> _Your instructions_: The response should contain only those lines of the entries below that include the string "onto".

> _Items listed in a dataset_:
____
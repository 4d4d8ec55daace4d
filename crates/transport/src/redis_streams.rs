//! Redis Streams sinks for the retry and dead-letter paths.
//!
//! - **Retry**: XADD the payload back onto the source stream so the consumer
//!   group redelivers it as a new entry.
//! - **Dead letter**: XADD onto a separate DLQ stream with a `failed_at`
//!   timestamp.
//!
//! Every attribute becomes a stream field; the payload goes in the
//! `payload` field.

use std::sync::Arc;

use tracing::{instrument, warn};

use batchline_core::{Attributes, ConsumerError, ConsumerResult};

use crate::sink::{DeadLetterHandler, RetryTransport};

/// Default stream key for retried messages
const DEFAULT_STREAM_KEY: &str = "batchline:messages";

/// Default dead-letter stream key
const DEFAULT_DLQ_KEY: &str = "batchline:messages:dlq";

const PAYLOAD_FIELD: &str = "payload";

#[derive(Debug, thiserror::Error)]
pub enum RedisStreamsError {
    #[error("Redis connection error: {0}")]
    Connection(String),

    #[error("Redis command error: {0}")]
    Command(String),
}

impl From<RedisStreamsError> for ConsumerError {
    fn from(err: RedisStreamsError) -> Self {
        ConsumerError::transport(err.to_string())
    }
}

#[derive(Debug, Clone)]
pub struct RedisStreamsSink {
    client: Arc<redis::Client>,
    stream_key: String,
    dlq_key: String,
}

impl RedisStreamsSink {
    /// # Arguments
    ///
    /// * `redis_url` - Redis connection URL (e.g., "redis://localhost:6379")
    /// * `stream_key` - stream retried messages are appended to (default: "batchline:messages")
    /// * `dlq_key` - dead-letter stream (default: "batchline:messages:dlq")
    pub fn new(
        redis_url: impl AsRef<str>,
        stream_key: Option<String>,
        dlq_key: Option<String>,
    ) -> Result<Self, RedisStreamsError> {
        let client = redis::Client::open(redis_url.as_ref())
            .map_err(|e| RedisStreamsError::Connection(e.to_string()))?;

        Ok(Self {
            client: Arc::new(client),
            stream_key: stream_key.unwrap_or_else(|| DEFAULT_STREAM_KEY.to_string()),
            dlq_key: dlq_key.unwrap_or_else(|| DEFAULT_DLQ_KEY.to_string()),
        })
    }

    pub fn stream_key(&self) -> &str {
        &self.stream_key
    }

    pub fn dlq_key(&self) -> &str {
        &self.dlq_key
    }

    fn xadd(
        &self,
        key: &str,
        data: &[u8],
        attributes: &Attributes,
        extra: &[(&str, String)],
    ) -> Result<String, RedisStreamsError> {
        let mut conn = self
            .client
            .get_connection()
            .map_err(|e| RedisStreamsError::Connection(e.to_string()))?;

        let mut cmd = redis::cmd("XADD");
        cmd.arg(key).arg("*"); // Auto-generate entry ID

        for (field, value) in attributes {
            if field == PAYLOAD_FIELD {
                continue;
            }
            cmd.arg(field).arg(value);
        }
        for (field, value) in extra {
            cmd.arg(*field).arg(value);
        }
        cmd.arg(PAYLOAD_FIELD).arg(data);

        cmd.query(&mut conn)
            .map_err(|e| RedisStreamsError::Command(format!("XADD {key} failed: {e}")))
    }
}

impl RetryTransport for RedisStreamsSink {
    #[instrument(skip(self, data, attributes), fields(stream_key = %self.stream_key), err)]
    fn resubmit(&self, data: &[u8], attributes: &Attributes) -> ConsumerResult<()> {
        self.xadd(&self.stream_key, data, attributes, &[])?;
        Ok(())
    }
}

impl DeadLetterHandler for RedisStreamsSink {
    fn dead_letter(&self, data: &[u8], attributes: &Attributes) -> ConsumerResult<()> {
        let failed_at = chrono::Utc::now().to_rfc3339();
        let entry_id = self.xadd(&self.dlq_key, data, attributes, &[("failed_at", failed_at)])?;

        warn!(
            dlq_key = %self.dlq_key,
            entry_id = %entry_id,
            "Message sent to dead-letter stream"
        );

        Ok(())
    }
}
____
> _Answer section_:
//! - **Retry**: XADD the payload back onto the source stream so the consumer
//! - **Dead letter**: XADD onto a separate DLQ stream with a `failed_at`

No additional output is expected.